- _Work to be completed_: Starting at the first line of the data below, retype every line up to and including the one containing "use parking_lot::Mutex;".

****************************************

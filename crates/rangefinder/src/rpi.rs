//! Raspberry Pi backend over `rppal`.
//!
//! Edges on input pins come from the kernel's GPIO character device through
//! `rppal` async interrupts and carry the kernel event timestamp. Output pins
//! cannot be watched that way, so edges caused by [`Gpio::write`] and
//! [`Gpio::trigger`] are delivered to watchers directly, stamped from the
//! same clock as [`Gpio::tick`]. Echo widths are always the difference of two
//! interrupt timestamps.
//!
//! PWM is rppal's software PWM on any pin, which is good enough for hobby
//! servos at 50 Hz.

use std::collections::HashMap;
use std::sync::Arc;
use std::sync::atomic::{AtomicU64, Ordering};
use std::time::{Duration, Instant};

use parking_lot::Mutex;
use rppal::gpio::{self as hw, Event, InputPin, IoPin, Mode, Trigger};
use tracing::{debug, info, warn};

use crate::error::{RangingError, Result};
use crate::gpio::{EdgeCallback, EdgeEvent, Gpio, Level, PinMode, Pwm, WatchId};

fn gpio_err(e: hw::Error) -> RangingError {
    RangingError::Gpio(e.to_string())
}

fn to_hw_level(level: Level) -> hw::Level {
    match level {
        Level::Low => hw::Level::Low,
        Level::High => hw::Level::High,
    }
}

fn from_hw_level(level: hw::Level) -> Level {
    Level::from(level == hw::Level::High)
}

fn to_hw_mode(mode: PinMode) -> Result<Mode> {
    Ok(match mode {
        PinMode::Input => Mode::Input,
        PinMode::Output => Mode::Output,
        PinMode::Alt(0) => Mode::Alt0,
        PinMode::Alt(1) => Mode::Alt1,
        PinMode::Alt(2) => Mode::Alt2,
        PinMode::Alt(3) => Mode::Alt3,
        PinMode::Alt(4) => Mode::Alt4,
        PinMode::Alt(5) => Mode::Alt5,
        PinMode::Alt(_) => return Err(RangingError::InvalidConfig("alternate function out of range")),
    })
}

#[allow(unreachable_patterns)]
fn from_hw_mode(mode: Mode) -> PinMode {
    match mode {
        Mode::Input => PinMode::Input,
        Mode::Output => PinMode::Output,
        Mode::Alt0 => PinMode::Alt(0),
        Mode::Alt1 => PinMode::Alt(1),
        Mode::Alt2 => PinMode::Alt(2),
        Mode::Alt3 => PinMode::Alt(3),
        Mode::Alt4 => PinMode::Alt(4),
        Mode::Alt5 => PinMode::Alt(5),
        // Pi 5 "no function" and anything newer.
        _ => PinMode::Input,
    }
}

type Watchers = Arc<Mutex<Vec<(WatchId, u8, EdgeCallback)>>>;

fn dispatch(watchers: &Watchers, event: EdgeEvent) {
    for (_, pin, callback) in watchers.lock().iter_mut() {
        if *pin == event.pin {
            callback(event);
        }
    }
}

/// A line owned by the backend. Watched inputs are held as `InputPin`, the
/// only handle `rppal` delivers interrupts on.
enum Line {
    Io(IoPin),
    Watched(InputPin),
}

impl Line {
    fn mode(&self) -> Mode {
        match self {
            Line::Io(io) => io.mode(),
            Line::Watched(_) => Mode::Input,
        }
    }

    fn read(&self) -> hw::Level {
        match self {
            Line::Io(io) => io.read(),
            Line::Watched(input) => input.read(),
        }
    }

    fn io(&mut self, pin: u8) -> Result<&mut IoPin> {
        match self {
            Line::Io(io) => Ok(io),
            Line::Watched(_) => Err(RangingError::WrongMode(pin, "pin is watched as an input")),
        }
    }
}

#[derive(Debug, Default, Clone, Copy)]
struct PwmSetting {
    frequency: u32,
    range: u32,
}

/// GPIO and software PWM on a Raspberry Pi.
pub struct RpiGpio {
    gpio: hw::Gpio,
    lines: Mutex<HashMap<u8, Line>>,
    watchers: Watchers,
    pwm: Mutex<HashMap<u8, PwmSetting>>,
    epoch: Instant,
    next_id: AtomicU64,
}

impl RpiGpio {
    /// Open the GPIO peripheral.
    pub fn new() -> Result<Self> {
        let gpio = hw::Gpio::new().map_err(gpio_err)?;
        info!("Raspberry Pi GPIO opened");
        Ok(RpiGpio {
            gpio,
            lines: Mutex::new(HashMap::new()),
            watchers: Arc::default(),
            pwm: Mutex::new(HashMap::new()),
            epoch: Instant::now(),
            next_id: AtomicU64::new(0),
        })
    }

    /// Run `f` on the line for `pin`, acquiring it on first use.
    fn with_line<T>(&self, pin: u8, f: impl FnOnce(&mut Line) -> Result<T>) -> Result<T> {
        let mut lines = self.lines.lock();
        if !lines.contains_key(&pin) {
            let raw = self.gpio.get(pin).map_err(|_| RangingError::InvalidPin(pin))?;
            let current = raw.mode();
            let mut io = raw.into_io(current);
            // Claims restore modes explicitly.
            io.set_reset_on_drop(false);
            lines.insert(pin, Line::Io(io));
        }
        match lines.get_mut(&pin) {
            Some(line) => f(line),
            None => Err(RangingError::InvalidPin(pin)),
        }
    }

    fn emit_local(&self, pin: u8, level: Level) {
        dispatch(&self.watchers, EdgeEvent::new(pin, level, self.tick()));
    }

    fn arm_interrupt(&self, pin: u8) -> Result<()> {
        let mut lines = self.lines.lock();
        if matches!(lines.get(&pin), Some(Line::Watched(_))) {
            return Ok(());
        }
        // The pin can only be held once; give up the I/O handle first.
        lines.remove(&pin);
        let mut input = self.gpio.get(pin).map_err(|_| RangingError::InvalidPin(pin))?.into_input();
        input.set_reset_on_drop(false);
        let watchers = Arc::clone(&self.watchers);
        input
            .set_async_interrupt(Trigger::Both, None, move |event: Event| {
                let level = Level::from(event.trigger == Trigger::RisingEdge);
                let tick = event.timestamp.as_micros() as u32;
                dispatch(&watchers, EdgeEvent::new(pin, level, tick));
            })
            .map_err(gpio_err)?;
        lines.insert(pin, Line::Watched(input));
        debug!(pin, "Edge interrupt armed");
        Ok(())
    }

    fn disarm_interrupt(&self, pin: u8) {
        let mut lines = self.lines.lock();
        if let Some(Line::Watched(mut input)) = lines.remove(&pin) {
            if let Err(e) = input.clear_async_interrupt() {
                warn!(pin, error = %e, "Failed to clear edge interrupt");
            }
            debug!(pin, "Edge interrupt cleared");
        }
    }
}

impl Gpio for RpiGpio {
    fn mode(&self, pin: u8) -> Result<PinMode> {
        self.with_line(pin, |line| Ok(from_hw_mode(line.mode())))
    }

    fn set_mode(&self, pin: u8, mode: PinMode) -> Result<()> {
        let hw_mode = to_hw_mode(mode)?;
        self.with_line(pin, |line| {
            if line.mode() == hw_mode {
                return Ok(());
            }
            line.io(pin)?.set_mode(hw_mode);
            Ok(())
        })
    }

    fn write(&self, pin: u8, level: Level) -> Result<()> {
        let changed = self.with_line(pin, |line| {
            let io = line.io(pin)?;
            if io.mode() != Mode::Output {
                return Err(RangingError::WrongMode(pin, "write needs an output"));
            }
            let changed = from_hw_level(io.read()) != level;
            io.write(to_hw_level(level));
            Ok(changed)
        })?;
        if changed {
            self.emit_local(pin, level);
        }
        Ok(())
    }

    fn read(&self, pin: u8) -> Result<Level> {
        self.with_line(pin, |line| Ok(from_hw_level(line.read())))
    }

    fn trigger(&self, pin: u8, width: Duration, level: Level) -> Result<()> {
        self.with_line(pin, |line| {
            let io = line.io(pin)?;
            if io.mode() != Mode::Output {
                return Err(RangingError::WrongMode(pin, "trigger needs an output"));
            }
            io.write(to_hw_level(level));
            spin_sleep::sleep(width);
            io.write(to_hw_level(!level));
            Ok(())
        })?;
        // The echo cannot rise before the trigger has fallen, so late
        // delivery of these edges is harmless.
        self.emit_local(pin, level);
        self.emit_local(pin, !level);
        Ok(())
    }

    fn watch(&self, pin: u8, callback: EdgeCallback) -> Result<WatchId> {
        let mode = self.mode(pin)?;
        let id = WatchId(self.next_id.fetch_add(1, Ordering::Relaxed));
        self.watchers.lock().push((id, pin, callback));
        if mode != PinMode::Output {
            if let Err(e) = self.arm_interrupt(pin) {
                self.watchers.lock().retain(|(w, _, _)| *w != id);
                return Err(e);
            }
        }
        Ok(id)
    }

    fn unwatch(&self, id: WatchId) {
        let pin = {
            let mut watchers = self.watchers.lock();
            let Some(pos) = watchers.iter().position(|(w, _, _)| *w == id) else {
                return;
            };
            let (_, pin, _) = watchers.remove(pos);
            if watchers.iter().any(|(_, p, _)| *p == pin) {
                return;
            }
            pin
        };
        // Clearing joins the interrupt thread, which takes the watcher lock.
        self.disarm_interrupt(pin);
    }

    fn tick(&self) -> u32 {
        self.epoch.elapsed().as_micros() as u32
    }
}

impl Pwm for RpiGpio {
    fn set_frequency(&self, pin: u8, hz: u32) -> Result<()> {
        if hz == 0 {
            return Err(RangingError::Pwm(format!("zero frequency on GPIO {}", pin)));
        }
        self.pwm.lock().entry(pin).or_default().frequency = hz;
        Ok(())
    }

    fn set_range(&self, pin: u8, range: u32) -> Result<()> {
        if range == 0 {
            return Err(RangingError::Pwm(format!("zero range on GPIO {}", pin)));
        }
        self.pwm.lock().entry(pin).or_default().range = range;
        Ok(())
    }

    fn set_duty_cycle(&self, pin: u8, duty: u32) -> Result<()> {
        let setting = self.pwm.lock().get(&pin).copied().unwrap_or_default();
        if setting.frequency == 0 || setting.range == 0 {
            return Err(RangingError::Pwm(format!("GPIO {} needs a frequency and range first", pin)));
        }
        if duty > setting.range {
            return Err(RangingError::Pwm(format!(
                "duty {} exceeds range {} on GPIO {}",
                duty, setting.range, pin
            )));
        }
        let period = Duration::from_secs(1) / setting.frequency;
        let pulse_width = period.mul_f64(duty as f64 / setting.range as f64);
        self.with_line(pin, |line| {
            let io = line.io(pin)?;
            if io.mode() != Mode::Output {
                io.set_mode(Mode::Output);
            }
            io.set_pwm(period, pulse_width).map_err(|e| RangingError::Pwm(e.to_string()))
        })?;
        debug!(pin, duty, ?pulse_width, "PWM updated");
        Ok(())
    }
}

****************************************

- _Output of the task_:
filename crates/rangefinder/src/rpi.rs
//! Raspberry Pi backend over `rppal`.
//!
//! Edges on input pins come from the kernel's GPIO character device through
//! `rppal` async interrupts and carry the kernel event timestamp. Output pins
//! cannot be watched that way, so edges caused by [`Gpio::write`] and
//! [`Gpio::trigger`] are delivered to watchers directly, stamped from the
//! same clock as [`Gpio::tick`]. Echo widths are always the difference of two
//! interrupt timestamps.
//!
//! PWM is rppal's software PWM on any pin, which is good enough for hobby
//! servos at 50 Hz.

use std::collections::HashMap;
use std::sync::Arc;
use std::sync::atomic::{AtomicU64, Ordering};
use std::time::{Duration, Instant};

use parking_lot::Mutex;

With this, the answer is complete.